Andrea Lawler

Dream in Which My Dead Grandmother Comes Back to Tell Me

that I’ve put on weight, which doesn’t make
any sense, because she also asks me if I’m eating
enough, but then I remember that this is a dream
and my grandmother is dead. And wait, she’s even
 
wearing pink, her least favorite color, but it counter-
acts the deadish grey hues of her skin.  I tell her I’ve been
sewing again—something we used to do together—
but that it’s not the same without her and, oh, I tell her
 
about the piano.
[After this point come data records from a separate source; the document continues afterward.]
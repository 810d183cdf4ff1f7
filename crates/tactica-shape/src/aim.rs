//! Resolution of aim descriptors into concrete region algorithms.

use crate::descriptor::{AimKind, AimShapeSpec, EffectKind, EffectShapeSpec};
use crate::offset_set::OffsetSet;
use crate::primitive::{body_aura, body_cross, face_projection, AuraMetric, Wedge};
use tactica_core::{Facing, Footprint};

/// A targeting region with its algorithm chosen and sizes resolved.
///
/// Produced by [`AimRegion::resolve`] from an aim/effect descriptor pair;
/// turned into offsets relative to the caster's anchor by
/// [`AimRegion::offsets`].
#[derive(Clone, Copy, Debug, PartialEq, Eq, Hash)]
pub enum AimRegion {
    /// Body cells plus straight arms off each side.
    BodyCross {
        /// Arm length.
        len: i32,
    },
    /// Cells within a distance band of the body.
    BodyAura {
        /// Outer bound, inclusive.
        range: i32,
        /// Inner bound, inclusive.
        min_range: i32,
        /// Distance measure.
        metric: AuraMetric,
        /// Drop cells behind the caster.
        half_ring: bool,
    },
    /// A wedge stamped from the leading edge.
    FaceProjection {
        /// Local wedge shape.
        wedge: Wedge,
        /// Rows ahead of the edge.
        length: i32,
        /// Requested row width before frontage correction.
        width: i32,
        /// Cells skipped before the first row.
        offset: i32,
    },
}

impl AimRegion {
    /// Pick the algorithm for an aim descriptor.
    ///
    /// `UnitPoint` and `FacePoint` take their sizes from the effect shape;
    /// every other kind uses the aim's own sizes.
    pub fn resolve(aim: &AimShapeSpec, effect: &EffectShapeSpec) -> Self {
        match aim.kind {
            AimKind::UnitPoint if effect.kind == EffectKind::Cross => {
                AimRegion::BodyCross { len: effect.primary }
            }
            AimKind::UnitPoint => AimRegion::BodyAura {
                range: effect.primary,
                min_range: 0,
                metric: AuraMetric::Chebyshev,
                half_ring: false,
            },
            AimKind::FacePoint => {
                let (wedge, length, width) = match effect.kind {
                    EffectKind::Cone => (Wedge::Cone, effect.primary, effect.secondary),
                    EffectKind::Cell => (Wedge::Rect, 1, 1),
                    _ => (Wedge::Rect, effect.primary, effect.secondary),
                };
                AimRegion::FaceProjection {
                    wedge,
                    length,
                    width,
                    offset: 0,
                }
            }
            AimKind::Rect | AimKind::Cone => AimRegion::FaceProjection {
                wedge: if aim.kind == AimKind::Cone {
                    Wedge::Cone
                } else {
                    Wedge::Rect
                },
                length: aim.primary,
                width: aim.secondary,
                offset: aim.min_range,
            },
            AimKind::Ring | AimKind::HalfRing => AimRegion::BodyAura {
                range: aim.primary,
                min_range: aim.secondary,
                metric: AuraMetric::Chebyshev,
                half_ring: aim.kind == AimKind::HalfRing,
            },
            AimKind::Radius => AimRegion::BodyAura {
                range: aim.primary,
                min_range: 0,
                metric: AuraMetric::Euclidean,
                half_ring: false,
            },
        }
    }

    /// Offsets relative to the caster's anchor.
    pub fn offsets(&self, fp: Footprint, facing: Facing) -> OffsetSet {
        match *self {
            AimRegion::BodyCross { len } => body_cross(fp, len),
            AimRegion::BodyAura {
                range,
                min_range,
                metric,
                half_ring,
            } => body_aura(fp, range, min_range, metric, half_ring.then_some(facing)),
            AimRegion::FaceProjection {
                wedge,
                length,
                width,
                offset,
            } => face_projection(fp, facing, wedge, length, width, offset),
        }
    }
}

/// Shorthand for `AimRegion::resolve(aim, effect).offsets(fp, facing)`.
pub fn aim_offsets(
    aim: &AimShapeSpec,
    effect: &EffectShapeSpec,
    fp: Footprint,
    facing: Facing,
) -> OffsetSet {
    AimRegion::resolve(aim, effect).offsets(fp, facing)
}

#[cfg(test)]
mod tests {
    use super::*;
    use tactica_core::GridPos;

    fn p(x: i32, y: i32) -> GridPos {
        GridPos::new(x, y)
    }

    #[test]
    fn unit_point_with_cross_uses_body_cross() {
        let aim = AimShapeSpec::new(AimKind::UnitPoint, 0, 0, 0);
        let effect = EffectShapeSpec::new(EffectKind::Cross, 2, 0);
        assert_eq!(AimRegion::resolve(&aim, &effect), AimRegion::BodyCross { len: 2 });
        let s = aim_offsets(&aim, &effect, Footprint::UNIT, Facing::PosY);
        assert_eq!(s.len(), 9);
    }

    #[test]
    fn unit_point_otherwise_is_square_aura_of_effect_size() {
        let aim = AimShapeSpec::new(AimKind::UnitPoint, 9, 9, 9);
        let effect = EffectShapeSpec::new(EffectKind::Circle, 1, 0);
        let s = aim_offsets(&aim, &effect, Footprint::UNIT, Facing::PosY);
        assert_eq!(s.len(), 9);
    }

    #[test]
    fn face_point_cell_is_one_ahead() {
        let aim = AimShapeSpec::new(AimKind::FacePoint, 0, 0, 0);
        let s = aim_offsets(&aim, &EffectShapeSpec::cell(), Footprint::UNIT, Facing::NegX);
        assert_eq!(s.to_sorted_vec(), vec![p(-1, 0)]);
    }

    #[test]
    fn cone_aim_uses_min_range_offset() {
        let aim = AimShapeSpec::new(AimKind::Cone, 2, 0, 1);
        let s = aim_offsets(&aim, &EffectShapeSpec::cell(), Footprint::UNIT, Facing::PosY);
        assert_eq!(s.to_sorted_vec(), vec![p(-1, 3), p(0, 2), p(0, 3), p(1, 3)]);
    }

    #[test]
    fn ring_uses_secondary_as_inner_bound() {
        let aim = AimShapeSpec::new(AimKind::Ring, 2, 2, 0);
        let s = aim_offsets(&aim, &EffectShapeSpec::cell(), Footprint::UNIT, Facing::PosY);
        // 5x5 block minus the inner 3x3.
        assert_eq!(s.len(), 16);
        assert!(!s.contains(p(1, 1)));
    }

    #[test]
    fn half_ring_follows_facing() {
        let aim = AimShapeSpec::new(AimKind::HalfRing, 1, 1, 0);
        let s = aim_offsets(&aim, &EffectShapeSpec::cell(), Footprint::UNIT, Facing::PosX);
        assert_eq!(s.len(), 5);
        assert!(s.iter().all(|q| q.x >= 0));
    }

    #[test]
    fn radius_is_round_and_distinct_from_unit_point() {
        let aim = AimShapeSpec::new(AimKind::Radius, 2, 0, 0);
        let s = aim_offsets(&aim, &EffectShapeSpec::cell(), Footprint::UNIT, Facing::PosY);
        assert_eq!(s.len(), 13);
        assert!(!s.contains(p(2, 2)));
    }

    #[test]
    fn rect_aim_with_zero_length_is_empty() {
        let aim = AimShapeSpec::new(AimKind::Rect, 0, 3, 0);
        let s = aim_offsets(&aim, &EffectShapeSpec::cell(), Footprint::new(2, 2), Facing::PosY);
        assert!(s.is_empty());
    }
}
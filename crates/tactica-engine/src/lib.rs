//! Occupancy, movement and highlighting for Tactica boards.
//!
//! The [`Battlefield`] session object ties the pieces together:
//!
//! - [`OccupancyMap`]: per-cell, per-layer occupants and highlight state.
//! - [`movement`]: validate-then-commit moves and in-place rotations.
//! - [`RangeHighlighter`]: movement reach and aim regions, cleared
//!   incrementally.
//! - [`cursor`]: move/effect previews and effect target lookup.
//!
//! [`SharedBattlefield`] wraps a battlefield for callers on several threads.
//! Every operation is synchronous; the library installs no `tracing`
//! subscriber.

#![deny(missing_docs)]
#![deny(rustdoc::broken_intra_doc_links)]
#![forbid(unsafe_code)]

pub mod battlefield;
pub mod config;
pub mod cursor;
pub mod error;
pub mod highlight;
pub mod metrics;
pub mod movement;
pub mod occupancy;
pub mod shared;

pub use battlefield::{Battlefield, InteractionMode};
pub use config::{ConfigError, GridConfig};
pub use cursor::CursorShape;
pub use error::{LockPoisoned, OccupancyError, Rejection, SpawnError};
pub use highlight::{HighlightDelta, RangeHighlighter};
pub use metrics::BoardMetrics;
pub use movement::{Commit, MotionRequest, UnitState};
pub use occupancy::{Cell, HighlightState, OccupancyMap};
pub use shared::SharedBattlefield;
After my senior recital (in which
I performed The Phantom of the Opera) in the Lutheran
Church, she promised me her very own grand piano
(the one grandpa bought her) and I was so happy I almost
 
screamed YES right there in the pew. But on my grandmother’s
funeral day, my aunt informed me that she will be taking
said grand piano, knowing that it was promised to me.
I tell her how much my mother misses her, how lonely
 
and childlike she has become. I show her the sweaters
I took from her closet—that I’m scared to wash them
because they still smell just like her and sometimes, I find
her hair on them, and it makes me sad. I tell her about the stories
 
we shared at her wake, how my sister cried so hard she barely
was able to finish, that we used the last picture she and I took together
as her official funeral photo, and she says yes, I know. I was there. And
I ask how she’s been, and she says, What do you think?
 
And asks me to turn up the heat.


Andrea Lawler is a poet, essayist, and short story writer. She holds a degree in English Language & Literature. Her poetry collection, Let Me Take You Out of This Town, debuts in February, 2023, from Bullshit Lit. She lives in North Dakota with her three cats.